Namun begitu, Wahid selaku mantan santri Ponpes Al Khoziny membantah atas tuduhan tersebut.
"Sebetulnya yang bangun itu tukang-tukang profesional semua, malah luar biasa, bahkan zaman dulu nggak ada apa-apa kan," tegasnya.
Wahid memahami seiring berjalannya waktu, struktur bangunan di sana semakin tua sehingga dapat meruntuhkan Ponpes Al Khoziny.
"Hanya baru sekarang yang kena musibah. Nggak ada istilah hukuman ngecor itu nggak ada," lanjutnya.

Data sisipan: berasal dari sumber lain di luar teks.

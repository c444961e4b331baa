use serde::{Deserialize, Serialize};
use std::{fmt, str::FromStr};

use crate::errors::BracketError;

// ── Constants ──────────────────────────────────────────────────────────

pub const MIN_ROSTER_SIZE: usize = 2;
pub const UNCATEGORIZED: &str = "Uncategorized";
pub const DEFAULT_COMPETITION_NAME: &str = "OctoMatch";

// ── Identifiers ────────────────────────────────────────────────────────

pub type ParticipantId = u32;
pub type MatchId = u64;

// ── Roster types ───────────────────────────────────────────────────────

#[derive(Debug, Clone, PartialEq, Serialize, Deserialize)]
#[serde(rename_all = "camelCase")]
pub struct Participant {
    pub id: ParticipantId,
    pub name: String,
    #[serde(default)]
    pub score: Option<f64>,
    #[serde(default = "default_category")]
    pub category: String,
}

impl Participant {
    pub fn new(id: ParticipantId, name: impl Into<String>, score: Option<f64>) -> Self {
        Participant {
            id,
            name: name.into(),
            score,
            category: default_category(),
        }
    }
}

fn default_category() -> String {
    UNCATEGORIZED.to_string()
}

/// A line of a roster file. Ids are issued when the entry is added.
#[derive(Debug, Clone, PartialEq, Serialize, Deserialize)]
#[serde(rename_all = "camelCase")]
pub struct RosterEntry {
    pub name: String,
    #[serde(default)]
    pub score: Option<f64>,
    #[serde(default)]
    pub category: Option<String>,
}

// ── Bracket types ──────────────────────────────────────────────────────

#[derive(Debug, Clone, Copy, PartialEq, Eq, Hash, Serialize, Deserialize)]
pub enum Format {
    #[serde(rename = "single")]
    Single,
    #[serde(rename = "double")]
    Double,
    #[serde(rename = "roundrobin")]
    RoundRobin,
}

impl Format {
    pub fn as_str(&self) -> &'static str {
        match self {
            Format::Single => "single",
            Format::Double => "double",
            Format::RoundRobin => "roundrobin",
        }
    }
}

impl fmt::Display for Format {
    fn fmt(&self, f: &mut fmt::Formatter<'_>) -> fmt::Result {
        f.write_str(self.as_str())
    }
}

impl FromStr for Format {
    type Err = BracketError;

    fn from_str(raw: &str) -> Result<Self, Self::Err> {
        match raw.trim().to_ascii_lowercase().as_str() {
            "single" => Ok(Format::Single),
            "double" => Ok(Format::Double),
            "roundrobin" | "round-robin" | "round_robin" => Ok(Format::RoundRobin),
            other => Err(BracketError::UnknownFormat(other.to_string())),
        }
    }
}

/// Result state of a match. A bye is decided from the moment it is built.
#[derive(Debug, Clone, Copy, PartialEq, Eq)]
pub enum MatchOutcome {
    Unset,
    Bye { winner: ParticipantId },
    Decided { winner: ParticipantId, loser: ParticipantId },
}

#[derive(Debug, Clone, PartialEq)]
pub struct Match {
    pub id: MatchId,
    pub slots: [Option<ParticipantId>; 2],
    pub scores: [Option<f64>; 2],
    pub outcome: MatchOutcome,
}

impl Match {
    /// Builds a first-round pairing. Exactly one occupant makes it a bye.
    pub fn new(id: MatchId, p1: Option<ParticipantId>, p2: Option<ParticipantId>) -> Self {
        let outcome = match (p1, p2) {
            (Some(winner), None) | (None, Some(winner)) => MatchOutcome::Bye { winner },
            _ => MatchOutcome::Unset,
        };
        Match {
            id,
            slots: [p1, p2],
            scores: [None, None],
            outcome,
        }
    }

    pub fn empty(id: MatchId) -> Self {
        Match {
            id,
            slots: [None, None],
            scores: [None, None],
            outcome: MatchOutcome::Unset,
        }
    }

    pub fn p1(&self) -> Option<ParticipantId> {
        self.slots[0]
    }

    pub fn p2(&self) -> Option<ParticipantId> {
        self.slots[1]
    }

    pub fn winner(&self) -> Option<ParticipantId> {
        match self.outcome {
            MatchOutcome::Unset => None,
            MatchOutcome::Bye { winner } | MatchOutcome::Decided { winner, .. } => Some(winner),
        }
    }

    pub fn loser(&self) -> Option<ParticipantId> {
        match self.outcome {
            MatchOutcome::Decided { loser, .. } => Some(loser),
            _ => None,
        }
    }

    pub fn is_bye(&self) -> bool {
        matches!(self.outcome, MatchOutcome::Bye { .. })
    }

    pub fn is_decided(&self) -> bool {
        !matches!(self.outcome, MatchOutcome::Unset)
    }

    /// Both slots occupied, so scores may be entered.
    pub fn is_ready(&self) -> bool {
        self.slots.iter().all(|slot| slot.is_some())
    }

    pub fn involves(&self, id: ParticipantId) -> bool {
        self.slots.iter().any(|slot| *slot == Some(id))
    }
}

pub type Round = Vec<Match>;

/// Issues match ids for one session. Ids only move forward, so a regenerated
/// bracket never reuses an id from an earlier one.
#[derive(Debug, Clone)]
pub struct MatchIdIssuer {
    next: MatchId,
}

impl Default for MatchIdIssuer {
    fn default() -> Self {
        MatchIdIssuer { next: 1 }
    }
}

impl MatchIdIssuer {
    /// Callers check `remaining` first; once the sequence is spent the last id
    /// would repeat.
    pub fn issue(&mut self) -> MatchId {
        let id = self.next;
        self.next = self.next.saturating_add(1);
        id
    }

    pub fn peek(&self) -> MatchId {
        self.next
    }

    /// Ids that can still be issued without repeating one.
    pub fn remaining(&self) -> u64 {
        MatchId::MAX - self.next
    }

    /// Moves past `id` if it has not been issued yet (used after an import).
    pub fn skip_past(&mut self, id: MatchId) -> Result<(), BracketError> {
        if id >= self.next {
            self.next = id.checked_add(1).ok_or_else(|| {
                BracketError::InvalidImport(format!("match id {id} leaves no id for new matches"))
            })?;
        }
        Ok(())
    }
}

#[derive(Debug, Clone, PartialEq)]
pub enum BracketKind {
    Single {
        rounds: Vec<Round>,
        third_place: Option<Match>,
    },
    Double {
        winners: Vec<Round>,
        losers: Vec<Round>,
    },
    RoundRobin {
        rounds: Vec<Round>,
    },
}

/// A generated tournament structure plus the roster snapshot it was built from.
/// `entrants` is kept in seed order; matches refer to it by participant id.
#[derive(Debug, Clone, PartialEq)]
pub struct Bracket {
    pub entrants: Vec<Participant>,
    pub kind: BracketKind,
}

#[derive(Debug, Clone, Copy, PartialEq, Eq, Hash, Serialize)]
#[serde(rename_all = "camelCase")]
pub enum Section {
    Main,
    Winners,
    Losers,
    ThirdPlace,
}

#[derive(Debug, Clone, Copy, PartialEq, Eq, Hash, Serialize)]
#[serde(rename_all = "camelCase")]
pub struct MatchLocation {
    pub section: Section,
    pub round: usize,
    pub position: usize,
}

impl MatchLocation {
    pub fn new(section: Section, round: usize, position: usize) -> Self {
        MatchLocation { section, round, position }
    }
}

impl Bracket {
    pub fn format(&self) -> Format {
        match self.kind {
            BracketKind::Single { .. } => Format::Single,
            BracketKind::Double { .. } => Format::Double,
            BracketKind::RoundRobin { .. } => Format::RoundRobin,
        }
    }

    pub fn entrant(&self, id: ParticipantId) -> Option<&Participant> {
        self.entrants.iter().find(|p| p.id == id)
    }

    /// Every round sequence paired with the section it belongs to.
    pub fn sections(&self) -> Vec<(Section, &[Round])> {
        match &self.kind {
            BracketKind::Single { rounds, .. } | BracketKind::RoundRobin { rounds } => {
                vec![(Section::Main, rounds.as_slice())]
            }
            BracketKind::Double { winners, losers } => vec![
                (Section::Winners, winners.as_slice()),
                (Section::Losers, losers.as_slice()),
            ],
        }
    }

    /// Enumerates all matches in render order, third-place match last.
    pub fn matches(&self) -> Vec<(MatchLocation, &Match)> {
        let mut out = Vec::new();
        for (section, rounds) in self.sections() {
            for (round_idx, round) in rounds.iter().enumerate() {
                for (position, m) in round.iter().enumerate() {
                    out.push((MatchLocation::new(section, round_idx, position), m));
                }
            }
        }
        if let BracketKind::Single { third_place: Some(m), .. } = &self.kind {
            out.push((MatchLocation::new(Section::ThirdPlace, 0, 0), m));
        }
        out
    }

    pub fn match_at(&self, location: MatchLocation) -> Option<&Match> {
        match (&self.kind, location.section) {
            (BracketKind::Single { third_place, .. }, Section::ThirdPlace) => third_place.as_ref(),
            (BracketKind::Single { rounds, .. }, Section::Main)
            | (BracketKind::RoundRobin { rounds }, Section::Main)
            | (BracketKind::Double { winners: rounds, .. }, Section::Winners)
            | (BracketKind::Double { losers: rounds, .. }, Section::Losers) => {
                rounds.get(location.round)?.get(location.position)
            }
            _ => None,
        }
    }

    pub fn match_at_mut(&mut self, location: MatchLocation) -> Option<&mut Match> {
        match (&mut self.kind, location.section) {
            (BracketKind::Single { third_place, .. }, Section::ThirdPlace) => third_place.as_mut(),
            (BracketKind::Single { rounds, .. }, Section::Main)
            | (BracketKind::RoundRobin { rounds }, Section::Main)
            | (BracketKind::Double { winners: rounds, .. }, Section::Winners)
            | (BracketKind::Double { losers: rounds, .. }, Section::Losers) => {
                rounds.get_mut(location.round)?.get_mut(location.position)
            }
            _ => None,
        }
    }

    pub fn find_match(&self, id: MatchId) -> Option<(MatchLocation, &Match)> {
        self.matches().into_iter().find(|(_, m)| m.id == id)
    }

    /// Winner of the deciding match of an elimination bracket.
    pub fn champion(&self) -> Option<ParticipantId> {
        match &self.kind {
            BracketKind::Single { rounds, .. } | BracketKind::Double { winners: rounds, .. } => {
                rounds.last()?.first()?.winner()
            }
            BracketKind::RoundRobin { .. } => None,
        }
    }
}

// ── Standings types ────────────────────────────────────────────────────

#[derive(Debug, Clone, Copy, PartialEq, Eq, Serialize)]
#[serde(rename_all = "camelCase")]
pub enum EntrantStatus {
    Active,
    Champion,
    Eliminated,
}

#[derive(Debug, Clone, PartialEq, Serialize)]
#[serde(rename_all = "camelCase")]
pub struct Standing {
    pub participant_id: ParticipantId,
    pub name: String,
    pub seed: u32,
    pub wins: u32,
    pub losses: u32,
    pub status: EntrantStatus,
}

// ── Config types ───────────────────────────────────────────────────────

#[derive(Debug, Clone, Serialize, Deserialize)]
#[serde(rename_all = "camelCase", default)]
pub struct AppConfig {
    pub competition_name: String,
    pub format: Format,
    pub roster_path: String,
    pub script_path: String,
    pub output_dir: String,
    pub logs_dir: String,
    pub seed_by_score: bool,
    pub third_place_match: bool,
}

impl Default for AppConfig {
    fn default() -> Self {
        Self {
            competition_name: DEFAULT_COMPETITION_NAME.to_string(),
            format: Format::Single,
            roster_path: String::new(),
            script_path: String::new(),
            output_dir: "exports".to_string(),
            logs_dir: "logs".to_string(),
            seed_by_score: true,
            third_place_match: true,
        }
    }
}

Ia mengisahkan hukuman yang sering dialami santri Al Khoziny zaman dulu seperti hukuman pada umumnya, seperti guru mencukur rambut siswa.
"Yang namanya musibah itu nggak ada yang meminta, jadi ini mungkin yang sudah Allah takdirkan pada anak saya," ucapnya.
Ia juga menyinggung isu yang beredar terkait biaya SPP di Ponpes Al Khoziny gratis.
Terkait isu tersebut, Wahid membantah karena sejatinya sang anak harus membayar biaya SPP bulanan untuk Khoziny.
"Cuma murah, nggak ada (gratis). Kalau murah iya, Rp80 ribu sebulan. Saya kirim ke anak sebulan itu Rp800 ribu sama kosnya, SP, semuanya," pungkasnya.